Paulo Futre voltou a desfazer-se em elogios a Chalana, o ídolo que sempre assumiu que teve na sua infância.

Em declarações ao El País, Paulo Futre não se coibiu de falar de Chalana.

«É o único futebolista do mundo que vi fintar com as ancas. Um, dois, três... os adversários ficavam fora da jogada só com os movimentos dele. Quando tinha 12, 13, 14 anos e tinha de fazer a viagem de uma hora e um quarto no maldito barco de Lisboa até ao Montijo arranjava uma garrafa para fazer de bola e tentava imitá-lo», disse, num episódio, de resto que já tinha contado publicamente (vídeo no final).

Futre comparou mesmo o antigo jogador do Benfica a Maradona.

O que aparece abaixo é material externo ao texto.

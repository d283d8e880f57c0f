//! Hopped, windowed magnitude spectrum.

use crate::clock::samples_to_duration;
use crate::error::{AudioscopeError, Result};
use crate::pipeline::error::{StationError, check_block};
use crate::pipeline::station::Station;
use crate::pipeline::types::{RealFftBlock, SampleBlock, SharedBlock};
use rustfft::{Fft, FftPlanner, num_complex::Complex};
use std::sync::Arc;
use std::time::Instant;

/// Coefficients of the 4-term Blackman-Harris window.
const BLACKMAN_HARRIS: [f64; 4] = [0.35875, 0.48829, 0.14128, 0.01168];

fn blackman_harris(size: usize) -> Vec<f64> {
    let denom = (size - 1).max(1) as f64;
    (0..size)
        .map(|i| {
            let x = 2.0 * std::f64::consts::PI * i as f64 / denom;
            BLACKMAN_HARRIS[0] - BLACKMAN_HARRIS[1] * x.cos() + BLACKMAN_HARRIS[2] * (2.0 * x).cos()
                - BLACKMAN_HARRIS[3] * (3.0 * x).cos()
        })
        .collect()
}

/// Computes one spectrum every hop period over an N-sample window.
///
/// Frames advance in device time: when a hop runs past the end of the
/// buffer, the shortfall is skipped from the following deliveries instead of
/// being buffered, so frame starts stay on the hop grid. A block that doesn't
/// start where the previous one ended restarts the grid at its own stamp.
pub struct FftProcessor {
    size: usize,
    period_ms: u32,
    window: Vec<f64>,
    window_gain: f64,
    fft: Arc<dyn Fft<f64>>,
    frame: Vec<Complex<f64>>,
    scratch: Vec<Complex<f64>>,
    sample_rate: u32,
    buffer: Vec<f32>,
    origin: Option<Instant>,
    next_block: Option<Instant>,
    skip: usize,
}

impl FftProcessor {
    /// # Errors
    /// Configuration error unless `size` is a power of two of at least 2
    /// and `period_ms` is positive.
    pub fn new(size: usize, period_ms: u32) -> Result<Self> {
        if size < 2 || !size.is_power_of_two() {
            return Err(AudioscopeError::configuration(format!(
                "FFT size must be a power of two >= 2, got {}",
                size
            )));
        }
        if period_ms == 0 {
            return Err(AudioscopeError::configuration(
                "FFT hop period must be positive",
            ));
        }

        let window = blackman_harris(size);
        let window_gain: f64 = window.iter().sum();
        let fft = FftPlanner::<f64>::new().plan_fft_forward(size);
        let scratch = vec![Complex::new(0.0, 0.0); fft.get_inplace_scratch_len()];

        Ok(Self {
            size,
            period_ms,
            window,
            window_gain,
            fft,
            frame: vec![Complex::new(0.0, 0.0); size],
            scratch,
            sample_rate: 0,
            buffer: Vec::with_capacity(size * 2),
            origin: None,
            next_block: None,
            skip: 0,
        })
    }

    pub fn size(&self) -> usize {
        self.size
    }

    /// Samples between successive frame starts at the current rate.
    pub fn hop(&self) -> usize {
        ((self.period_ms as u64 * self.sample_rate as u64 / 1000) as usize).max(1)
    }

    /// Incoming samples still to be discarded before buffering resumes.
    pub fn pending_skip(&self) -> usize {
        self.skip
    }

    pub fn buffered(&self) -> usize {
        self.buffer.len()
    }

    /// Feeds one block and returns the spectra it completed.
    pub fn process_block(&mut self, block: &SampleBlock) -> Vec<RealFftBlock> {
        let contiguous = self.next_block.is_some_and(|end| block.continues(end));
        self.next_block = Some(block.end_time());
        if block.sample_rate != self.sample_rate || !contiguous {
            if block.sample_rate == self.sample_rate && (!self.buffer.is_empty() || self.skip > 0) {
                log::debug!(
                    "fft: input gap, discarding {} buffered samples",
                    self.buffer.len()
                );
            }
            self.sample_rate = block.sample_rate;
            self.buffer.clear();
            self.origin = None;
            self.skip = 0;
        }
        if self.sample_rate == 0 {
            return Vec::new();
        }

        let samples = &block.mono_samples;
        let skipped = self.skip.min(samples.len());
        self.skip -= skipped;
        if skipped == samples.len() {
            return Vec::new();
        }

        let origin = match self.origin {
            Some(origin) if !self.buffer.is_empty() => origin,
            _ => block.timestamp + samples_to_duration(skipped as u64, self.sample_rate),
        };
        self.buffer.extend_from_slice(&samples[skipped..]);

        let hop = self.hop();
        let nyquist = self.sample_rate as f32 / 2.0;
        let mut origin = Some(origin);
        let mut out = Vec::new();

        while self.buffer.len() >= self.size {
            let Some(frame_start) = origin else {
                break;
            };
            out.push(RealFftBlock {
                timestamp: frame_start,
                magnitudes: self.transform(),
                nyquist,
            });

            if hop < self.buffer.len() {
                self.buffer.drain(..hop);
                origin = Some(frame_start + samples_to_duration(hop as u64, self.sample_rate));
            } else {
                self.skip = hop - self.buffer.len();
                self.buffer.clear();
                origin = None;
            }
        }

        self.origin = origin;
        out
    }

    fn transform(&mut self) -> Vec<f64> {
        for ((slot, &sample), &w) in self
            .frame
            .iter_mut()
            .zip(self.buffer.iter())
            .zip(self.window.iter())
        {
            *slot = Complex::new(sample as f64 * w, 0.0);
        }
        self.fft
            .process_with_scratch(&mut self.frame, &mut self.scratch);

        self.frame[..=self.size / 2]
            .iter()
            .map(|c| c.norm() / self.window_gain)
            .collect()
    }
}

/// Station wrapper running an [`FftProcessor`] on its own thread.
pub struct FftStation {
    processor: FftProcessor,
}

impl FftStation {
    pub fn new(size: usize, period_ms: u32) -> Result<Self> {
        Ok(Self {
            processor: FftProcessor::new(size, period_ms)?,
        })
    }
}

impl Station for FftStation {
    type Input = SharedBlock;
    type Output = RealFftBlock;

    fn process(&mut self, input: SharedBlock) -> std::result::Result<Vec<RealFftBlock>, StationError> {
        check_block(&input)?;
        Ok(self.processor.process_block(&input))
    }

    fn name(&self) -> &'static str {
        "fft"
    }
}
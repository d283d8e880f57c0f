//! Deterministic sources and devices.
//!
//! `SyntheticSource` generates a signal directly as an [`AudioSource`];
//! `SyntheticCapture` and `MemoryRender` stand in for hardware behind the
//! device traits so the clock arithmetic of the real source and output driver
//! can be exercised without a sound card.

use crate::audio::convert::encode_sample;
use crate::audio::device::{CaptureDevice, RenderDevice, RenderDeviceFactory};
use crate::audio::format::AudioFormat;
use crate::audio::source::AudioSource;
use crate::clock::{SharedClock, samples_to_duration, system_clock};
use crate::defaults;
use crate::error::{AudioscopeError, Result};
use parking_lot::Mutex;
use std::collections::VecDeque;
use std::io;
use std::sync::Arc;
use std::time::{Duration, Instant};

/// Signal produced by the synthetic source and capture device.
#[derive(Debug, Clone)]
pub enum Waveform {
    Silence,
    Sine { frequency: f32, amplitude: f32 },
    Constant(f32),
    /// Loops over the given mono samples.
    Samples(Arc<[f32]>),
}

impl Waveform {
    /// Value of the frame at `index` (every channel gets the same value).
    pub fn sample(&self, index: u64, sample_rate: u32) -> f32 {
        match self {
            Self::Silence => 0.0,
            Self::Sine {
                frequency,
                amplitude,
            } => {
                let t = index as f64 / sample_rate.max(1) as f64;
                (*amplitude as f64 * (2.0 * std::f64::consts::PI * *frequency as f64 * t).sin())
                    as f32
            }
            Self::Constant(v) => *v,
            Self::Samples(samples) => {
                if samples.is_empty() {
                    0.0
                } else {
                    samples[(index % samples.len() as u64) as usize]
                }
            }
        }
    }
}

/// Generated f32 input.
///
/// Timestamps are exact: the n-th batch is stamped `t0 + frames_emitted / rate`.
/// When paced, each read sleeps until the batch would have been captured, but
/// never longer than one batch, so a clock that doesn't advance can't stall it.
pub struct SyntheticSource {
    name: String,
    format: AudioFormat,
    waveform: Waveform,
    frames_per_read: usize,
    max_reads: Option<u64>,
    fail_after: Option<u64>,
    paced: bool,
    clock: SharedClock,
    t0: Option<Instant>,
    frames_emitted: u64,
    reads: u64,
    polls: u64,
}

impl SyntheticSource {
    pub fn new(sample_rate: u32, channels: u16) -> Self {
        Self {
            name: "synthetic".to_string(),
            format: AudioFormat::float32(sample_rate, channels),
            waveform: Waveform::Silence,
            frames_per_read: defaults::PERIOD_FRAMES as usize,
            max_reads: None,
            fail_after: None,
            paced: true,
            clock: system_clock(),
            t0: None,
            frames_emitted: 0,
            reads: 0,
            polls: 0,
        }
    }

    pub fn with_waveform(mut self, waveform: Waveform) -> Self {
        self.waveform = waveform;
        self
    }

    pub fn with_frames_per_read(mut self, frames: usize) -> Self {
        self.frames_per_read = frames.max(1);
        self
    }

    /// After `reads` batches every read returns an empty batch.
    pub fn with_max_reads(mut self, reads: u64) -> Self {
        self.max_reads = Some(reads);
        self
    }

    /// After `reads` batches the next read fails.
    pub fn with_read_failure_after(mut self, reads: u64) -> Self {
        self.fail_after = Some(reads);
        self
    }

    pub fn paced(mut self, paced: bool) -> Self {
        self.paced = paced;
        self
    }

    pub fn with_clock(mut self, clock: SharedClock) -> Self {
        self.clock = clock;
        self
    }

    pub fn with_name(mut self, name: impl Into<String>) -> Self {
        self.name = name.into();
        self
    }

    /// Number of batches produced since the last start.
    pub fn reads(&self) -> u64 {
        self.reads
    }

    /// Calls to `read_samples` since the last start, including empty ones.
    pub fn polls(&self) -> u64 {
        self.polls
    }
}

impl AudioSource for SyntheticSource {
    fn name(&self) -> &str {
        &self.name
    }

    fn format(&self) -> AudioFormat {
        self.format
    }

    fn start(&mut self) -> Result<()> {
        self.format.validate()?;
        if self.t0.is_none() {
            self.t0 = Some(self.clock.now());
            self.frames_emitted = 0;
            self.reads = 0;
            self.polls = 0;
        }
        Ok(())
    }

    fn stop(&mut self) -> Result<()> {
        self.t0 = None;
        Ok(())
    }

    fn is_started(&self) -> bool {
        self.t0.is_some()
    }

    fn read_samples(&mut self, dest: &mut Vec<f32>) -> Result<Instant> {
        let t0 = self.t0.ok_or_else(|| AudioscopeError::AudioCapture {
            message: format!("source '{}' is not started", self.name),
        })?;
        let rate = self.format.sample_rate;
        let timestamp = t0 + samples_to_duration(self.frames_emitted, rate);
        self.polls += 1;

        if self.fail_after.is_some_and(|n| self.reads >= n) {
            return Err(AudioscopeError::AudioCapture {
                message: format!("source '{}' failed after {} reads", self.name, self.reads),
            });
        }
        if self.max_reads.is_some_and(|n| self.reads >= n) {
            dest.clear();
            return Ok(timestamp);
        }

        if self.paced {
            let batch = samples_to_duration(self.frames_per_read as u64, rate);
            let due = timestamp + batch;
            let now = self.clock.now();
            if due > now {
                std::thread::sleep((due - now).min(batch));
            }
        }

        let channels = self.format.channel_count as usize;
        dest.clear();
        dest.reserve(self.frames_per_read * channels);
        for i in 0..self.frames_per_read as u64 {
            let value = self.waveform.sample(self.frames_emitted + i, rate);
            dest.extend(std::iter::repeat_n(value, channels));
        }
        self.frames_emitted += self.frames_per_read as u64;
        self.reads += 1;
        Ok(timestamp)
    }
}

/// Capture device producing one period per read in any supported PCM layout.
///
/// The device reports one period as already captured and queued ahead of the
/// reader, so the k-th read is stamped exactly `t0 + k * period`.
pub struct SyntheticCapture {
    name: String,
    format: AudioFormat,
    period_frames: usize,
    waveform: Waveform,
    reads_limit: Option<u64>,
    fail_read_after: Option<u64>,
    fail_open: bool,
    open: bool,
    reads_done: u64,
    frame_cursor: u64,
    encoded: Vec<u8>,
}

impl SyntheticCapture {
    pub fn new(format: AudioFormat, period_frames: usize) -> Self {
        Self {
            name: "synthetic-capture".to_string(),
            format,
            period_frames: period_frames.max(1),
            waveform: Waveform::Silence,
            reads_limit: None,
            fail_read_after: None,
            fail_open: false,
            open: false,
            reads_done: 0,
            frame_cursor: 0,
            encoded: Vec::new(),
        }
    }

    pub fn with_waveform(mut self, waveform: Waveform) -> Self {
        self.waveform = waveform;
        self
    }

    /// Number of periods delivered before the device runs dry.
    pub fn with_reads(mut self, reads: u64) -> Self {
        self.reads_limit = Some(reads);
        self
    }

    /// The read after `reads` successful ones returns an I/O error.
    pub fn with_read_failure_after(mut self, reads: u64) -> Self {
        self.fail_read_after = Some(reads);
        self
    }

    pub fn failing_open(mut self) -> Self {
        self.fail_open = true;
        self
    }

    fn exhausted(&self) -> bool {
        self.reads_limit.is_some_and(|n| self.reads_done >= n)
    }
}

impl CaptureDevice for SyntheticCapture {
    fn name(&self) -> &str {
        &self.name
    }

    fn format(&self) -> AudioFormat {
        self.format
    }

    fn open(&mut self) -> Result<()> {
        if self.fail_open {
            return Err(AudioscopeError::AudioCapture {
                message: format!("failed to open '{}'", self.name),
            });
        }
        if !self.open {
            self.open = true;
            self.reads_done = 0;
            self.frame_cursor = 0;
        }
        Ok(())
    }

    fn close(&mut self) {
        self.open = false;
    }

    fn read(&mut self, buf: &mut [u8]) -> io::Result<usize> {
        if self.fail_read_after.is_some_and(|n| self.reads_done >= n) {
            return Err(io::Error::other("synthetic capture failure"));
        }
        if !self.open || self.exhausted() {
            return Ok(0);
        }
        let frame_bytes = self.format.bytes_per_frame().max(1);
        let frames = (buf.len() / frame_bytes).min(self.period_frames);

        self.encoded.clear();
        for i in 0..frames as u64 {
            let value = self
                .waveform
                .sample(self.frame_cursor + i, self.format.sample_rate);
            for _ in 0..self.format.channel_count {
                encode_sample(value, &self.format, &mut self.encoded);
            }
        }
        let n = self.encoded.len().min(buf.len());
        buf[..n].copy_from_slice(&self.encoded[..n]);
        self.frame_cursor += frames as u64;
        self.reads_done += 1;
        Ok(n)
    }

    fn bytes_ready(&self) -> usize {
        if !self.open || self.exhausted() {
            0
        } else {
            self.period_size()
        }
    }

    fn wait_for_ready_read(&mut self, _timeout: Duration) -> bool {
        self.bytes_ready() > 0
    }

    fn processed_time(&self) -> Duration {
        if !self.open {
            return Duration::ZERO;
        }
        let ahead = if self.exhausted() {
            0
        } else {
            self.period_frames as u64
        };
        samples_to_duration(self.frame_cursor + ahead, self.format.sample_rate)
    }

    fn buffer_size(&self) -> usize {
        self.period_size()
    }

    fn period_size(&self) -> usize {
        self.period_frames * self.format.bytes_per_frame()
    }
}

#[derive(Debug)]
struct RenderState {
    open: bool,
    queued: VecDeque<u8>,
    capacity: usize,
    played_frames: u64,
    accepted_samples: u64,
    autoplay: bool,
    fail_writes: bool,
}

/// In-memory render device whose playback is advanced by hand.
///
/// Written bytes sit in a bounded queue until [`MemoryRenderProbe::play`]
/// consumes them, or immediately when autoplay is on.
pub struct MemoryRender {
    format: AudioFormat,
    state: Arc<Mutex<RenderState>>,
}

/// Test-side handle onto a [`MemoryRender`].
#[derive(Debug, Clone)]
pub struct MemoryRenderProbe {
    format: AudioFormat,
    state: Arc<Mutex<RenderState>>,
}

impl MemoryRender {
    /// Creates a device and its probe. `buffer_bytes` is the device buffer capacity.
    pub fn new(format: AudioFormat, buffer_bytes: usize) -> (Self, MemoryRenderProbe) {
        let state = Arc::new(Mutex::new(RenderState {
            open: false,
            queued: VecDeque::with_capacity(buffer_bytes),
            capacity: buffer_bytes,
            played_frames: 0,
            accepted_samples: 0,
            autoplay: false,
            fail_writes: false,
        }));
        let probe = MemoryRenderProbe {
            format,
            state: Arc::clone(&state),
        };
        (Self { format, state }, probe)
    }
}

impl RenderDevice for MemoryRender {
    fn name(&self) -> &str {
        "memory-render"
    }

    fn format(&self) -> AudioFormat {
        self.format
    }

    fn open(&mut self) -> Result<()> {
        let mut state = self.state.lock();
        if !state.open {
            state.open = true;
            state.queued.clear();
            state.played_frames = 0;
        }
        Ok(())
    }

    fn close(&mut self) {
        let mut state = self.state.lock();
        state.open = false;
        state.queued.clear();
    }

    fn write(&mut self, buf: &[u8]) -> io::Result<usize> {
        let frame_bytes = self.format.bytes_per_frame().max(1);
        let mut state = self.state.lock();
        if state.fail_writes {
            return Err(io::Error::other("memory render write failure"));
        }
        if !state.open {
            return Err(io::Error::new(
                io::ErrorKind::NotConnected,
                "render device is not open",
            ));
        }
        let free = state.capacity.saturating_sub(state.queued.len());
        let accepted = (buf.len().min(free) / frame_bytes) * frame_bytes;
        state.queued.extend(&buf[..accepted]);
        state.accepted_samples += (accepted / self.format.bytes_per_sample().max(1)) as u64;
        if state.autoplay {
            let frames = (state.queued.len() / frame_bytes) as u64;
            state.queued.clear();
            state.played_frames += frames;
        }
        Ok(accepted)
    }

    fn processed_time(&self) -> Duration {
        samples_to_duration(self.state.lock().played_frames, self.format.sample_rate)
    }

    fn buffer_size(&self) -> usize {
        self.state.lock().capacity
    }
}

impl MemoryRenderProbe {
    /// Plays up to `frames` queued frames, returning how many were played.
    pub fn play(&self, frames: u64) -> u64 {
        let frame_bytes = self.format.bytes_per_frame().max(1);
        let mut state = self.state.lock();
        let available = (state.queued.len() / frame_bytes) as u64;
        let played = frames.min(available);
        state.queued.drain(..played as usize * frame_bytes);
        state.played_frames += played;
        played
    }

    pub fn set_autoplay(&self, autoplay: bool) {
        self.state.lock().autoplay = autoplay;
    }

    pub fn set_write_failure(&self, fail: bool) {
        self.state.lock().fail_writes = fail;
    }

    pub fn queued_bytes(&self) -> usize {
        self.state.lock().queued.len()
    }

    pub fn played_frames(&self) -> u64 {
        self.state.lock().played_frames
    }

    /// Interleaved samples accepted by the device since it was created.
    pub fn accepted_samples(&self) -> u64 {
        self.state.lock().accepted_samples
    }

    pub fn is_open(&self) -> bool {
        self.state.lock().open
    }

    pub fn format(&self) -> AudioFormat {
        self.format
    }
}

/// Factory for [`MemoryRender`] devices. Keeps the probe of the last device opened.
#[derive(Debug, Default)]
pub struct MemoryRenderFactory {
    autoplay: bool,
    reject: bool,
    last: Mutex<Option<MemoryRenderProbe>>,
}

impl MemoryRenderFactory {
    pub fn new() -> Self {
        Self::default()
    }

    /// Devices play everything as soon as it is written.
    pub fn autoplay(mut self) -> Self {
        self.autoplay = true;
        self
    }

    /// Every format is rejected, like a sink that can't play float audio.
    pub fn rejecting() -> Self {
        Self {
            reject: true,
            ..Self::default()
        }
    }

    pub fn last_probe(&self) -> Option<MemoryRenderProbe> {
        self.last.lock().clone()
    }
}

impl RenderDeviceFactory for MemoryRenderFactory {
    fn name(&self) -> String {
        "memory-render".to_string()
    }

    fn open_render(
        &self,
        format: &AudioFormat,
        buffer_bytes: usize,
    ) -> Result<Box<dyn RenderDevice>> {
        if self.reject {
            return Err(AudioscopeError::configuration(format!(
                "format not supported by sink: {}",
                format
            )));
        }
        let (device, probe) = MemoryRender::new(*format, buffer_bytes);
        probe.set_autoplay(self.autoplay);
        *self.last.lock() = Some(probe);
        Ok(Box::new(device))
    }
}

«Chalana era técnica, drible, progressão. Vi coisas dele em [Bruno] Conti e Maradona. Era destro, mas toda a gente pensava que era canhoto porque jogava da mesma forma com os dois pés. E o seu jogo de cintura era único. Toda a minha vida quis ser como ele», continuou.

De resto, Futre recorda: «Com o cartão de jogador federado do Sporting ia ao velho ao Estádio da Luz para ver o Chalana. Quando a minha equipa jogava fora, o Benfica jogava em casa. Eu queria vê-lo de perto. Os porteiros do estádio perguntavam-me porque estava ali, se jogava no Sporting, e eu dizia-lhes que queria ver o Chalana. Tive um problema porque souberam no meu clube, mas nunca falhei um jogo do Sporting. O meu assunto era outro.»

Para finalizar, Futre recordou como foi partilhar com Chalana o balneário, já na fase final da carreira do antigo jogador do Benfica, quando ambos foram chamados à seleção, em 1988, já depois de Futre ter conquistado a Champions pelo FC Porto.

«Juro que me tremeram as pernas como se fosse uma criança. Eu tinha sido bola de prata e era a estrela daquela seleção, mas ao vê-lo ali ao meu lado, estive quase a pedir-lhe um autógrafo», finaliza.